Everything seems to point to the fact that the independent movement has abdicated from its aspirations for a new republic, at least for the time being. It looks like they are quickly focusing on arguments to explain to their followers that the proclamation of independence was “fake”, a farce. This is because an independent Catalonia is currently impossible. But they are also saying that they have to participate in elections which have been called by the Spanish government, not by the Catalan government. And these elections are not to decide on whether or not there is independence, but to form a new regional government which remains in Spain.
Without a doubt, this is difficult for them. Their public has followed them blindly and been faithful to the end. Now the shadow of betrayal is going to hang over their heads. Oriol Junqueras has already issued a timid, but unequivocal warning: “In the next few days decisions will need to be taken which will be difficult to understand.”
So the successionists are showing signs that they are accepting the reality. In the first place because they know that the punishments for the crime committed will be tough and they prefer to defuse the tension to try to make them less severe. And in the second place, because they cannot be excluded from the Catalan Parliament, despite what they have facing them. Four years exiled from Catalan politics? They cannot afford it.

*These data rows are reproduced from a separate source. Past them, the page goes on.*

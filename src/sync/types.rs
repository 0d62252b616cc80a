use std::time::Duration;

use serde::{Deserialize, Serialize};

/// Message attached to results of syncs skipped because the server closed the session
pub const SERVER_SESSION_CLOSED: &str = "server_session_closed";

/// Progress payload sent to the server
#[derive(Debug, Clone, PartialEq, Serialize, Deserialize)]
#[serde(rename_all = "camelCase")]
pub struct SyncData {
    /// Seconds listened since the last successful server sync
    pub time_listened: u64,
    /// Total duration in seconds
    pub duration: f64,
    /// Playback position in seconds
    pub current_time: f64,
}

/// Outcome of one sync attempt, attached to the event that follows it
#[derive(Debug, Clone, PartialEq, Eq, Serialize, Deserialize)]
#[serde(rename_all = "camelCase")]
pub struct SyncResult {
    pub server_sync_attempted: bool,
    pub server_sync_success: Option<bool>,
    pub server_sync_message: Option<String>,
}

impl SyncResult {
    /// Local save only, the server was not contacted
    pub fn not_attempted() -> Self {
        Self {
            server_sync_attempted: false,
            server_sync_success: None,
            server_sync_message: None,
        }
    }

    pub fn attempted(success: bool, message: Option<String>) -> Self {
        Self {
            server_sync_attempted: true,
            server_sync_success: Some(success),
            server_sync_message: message,
        }
    }

    /// The server already closed this session; no attempt was made
    pub fn server_session_closed() -> Self {
        Self {
            server_sync_attempted: false,
            server_sync_success: None,
            server_sync_message: Some(SERVER_SESSION_CLOSED.to_string()),
        }
    }
}

/// Timing and throttling knobs of the progress syncer
#[derive(Debug, Clone)]
pub struct SyncOptions {
    /// Period of the sync loop while playing
    pub sync_interval: Duration,
    /// Minimum time between server syncs on a metered connection
    pub metered_server_sync_interval: Duration,
    /// Unforced syncs closer together than this are dropped
    pub min_sync_gap: Duration,
    /// Upper end of the window in which unforced syncs need position progress
    pub stall_window: Duration,
    /// Position advance (seconds) required inside the stall window
    pub min_position_advance: f64,
    /// Consecutive failed server syncs that raise a failing alert
    pub failures_before_alert: u32,
    /// How long a position set manually in the UI overrides the player position
    pub manual_time_ttl: Duration,
    /// Upper bound for a single server request, so pause and stop never hang
    pub request_timeout: Duration,
}

impl Default for SyncOptions {
    fn default() -> Self {
        Self {
            sync_interval: Duration::from_secs(15),
            metered_server_sync_interval: Duration::from_secs(60),
            min_sync_gap: Duration::from_millis(1000),
            stall_window: Duration::from_millis(5000),
            min_position_advance: 0.5,
            failures_before_alert: 2,
            manual_time_ttl: Duration::from_secs(5),
            request_timeout: Duration::from_secs(10),
        }
    }
}

#[cfg(test)]
mod tests {
    use super::*;

    #[test]
    fn sync_data_uses_server_field_names() {
        let data = SyncData {
            time_listened: 15,
            duration: 3600.0,
            current_time: 15.0,
        };
        let json = serde_json::to_value(&data).unwrap();
        assert_eq!(json["timeListened"], 15);
        assert_eq!(json["currentTime"], 15.0);
    }

    #[test]
    fn result_constructors() {
        assert!(!SyncResult::not_attempted().server_sync_attempted);
        assert_eq!(
            SyncResult::attempted(true, None).server_sync_success,
            Some(true)
        );
        assert_eq!(
            SyncResult::server_session_closed()
                .server_sync_message
                .as_deref(),
            Some(SERVER_SESSION_CLOSED)
        );
    }
}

Article 155 of the Spanish Constitution has been much discussed due to the fact it allows for the intervention in a regional government, something unheard of in Spain since the country became a democracy. The territorial model of autonomous regions with self-rule has been considered one of the great achievements of the last 40 years. The intervention in Catalonia seemed like something of a sacrilege. That said, the article is nothing more than a tool which the Constitution provided itself with in 1978 to deal with situations like the current one: namely, the secession of one of the regions which make up the State.
This territorial crisis has fuelled the longest and most serious crisis in Spain’s democracry. A process which has been hatching for nearly 10 years, almost in parallel with the big global financial crisis. And it has got worse in stages, as major corruption cases in both Marid and Catalonia undermined the credibility of their leaders: the ruling central government party of Mariano Rajoy, as well as Carles Puigdemont’s Catalan party, which has ruled the regions for the last 40 years.
In conclusion, some data which has emerged over the last few hours. The first polls for the Catalan elections on December 21 (published by the El Mundo daily) indicate the successionists would not win with an absolute majority. In the Spanish financial markets, the futures have revalued by more than 1%, reflecting the impact of the central government’s call for elections in Catalonia. The stock market opened up 1.6% on Monday and closed by rising 2.63%, the highest in last six months. The risk premium is around 112 basis points (it closed at 120 basis points on Friday).
But however things turn out, the social and economic damage has been done. It will all have to be put together again with care and affection, and with a lot of sense.